Training Your Coaching Eye

A key skill for a sports performance coach is being able to analyze movements.  You have to watch an athlete move and make a mental comparison to the technical model in your head.  To do this effectively you have to develop your ability to watch for certain types of detail in relatively high speed movements.

So how do you develop this skill?  Your Coaching Eye.  You deliberately watch sports movements.  Not casual watching of the movement, but focused, and analytical observation.

Just as there is the concept of 10,000 hours in mastering a skill, the same applies here.  You have to watch movements tens of thousands of times.  If you are a performance coach this may means thousands of starts, accelerations, max velocity runs, cuts, jumps, stops to start.  Then add cleans, squats, snatches, Bulgarian split squats and on and on.  It's a long list.

It's easy to be disheartened by the volume. Don't be.

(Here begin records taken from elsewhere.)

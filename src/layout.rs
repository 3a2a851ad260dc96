use crate::date::DateKey;
use crate::error::Error;
use std::fs;
use std::path::{Path, PathBuf};
use tracing::trace;

/// `<root>/YYYY/YYYY_MM/YYYY_MM_DD` for one date.
#[derive(Debug, Clone, PartialEq, Eq)]
pub struct DestinationPath(PathBuf);

impl DestinationPath {
    pub fn as_path(&self) -> &Path {
        &self.0
    }

    pub fn into_path_buf(self) -> PathBuf {
        self.0
    }
}

impl AsRef<Path> for DestinationPath {
    fn as_ref(&self) -> &Path {
        &self.0
    }
}

pub fn compose(root: &Path, date: &DateKey) -> DestinationPath {
    DestinationPath(
        root.join(date.year_dir())
            .join(date.month_dir())
            .join(date.day_dir()),
    )
}

/// Create every missing segment of `dest`. No-op when it already exists.
pub fn ensure_exists(dest: &DestinationPath) -> Result<(), Error> {
    let path = dest.as_path();
    if path.is_dir() {
        return Ok(());
    }
    trace!("Creating {}", path.display());
    fs::create_dir_all(path).map_err(|e| Error::io(path, e))
}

The good news is that developing your eye in one helps with the others.  Part of doing this is actual visual skill, much is cognitive processing, and part is learning that specific movement.  The dist two, visual and cognitive, carry over to other movements to some degree. 

Where do you get your reps?  First of all coaching your own athletes.  Then while observing others coaching.  Still, this might take a while to get to a master level.  plus, what if you don't get to see all the movements in your setting?

How about when watching sports? Instead of watching the game, pick a player and watch their movement whether in the play or off the ball.  Watch it with a critical eye and analyze what you see.

Hows your video collection?  DVDs of elite sports events are a great source to develop your eye.  Video clips abound on the Internet, good and bad.  If you have access to Dartfish or similar software, you can increase your learning even more.

By using Dartfish, our coaches get to watch the same movement more than once.  They can slow it down, or go frame by frame.  This allows them to see the details.  Then they can go back to full speed and try to see it in the action.

The question is; are you developing your coaching eye?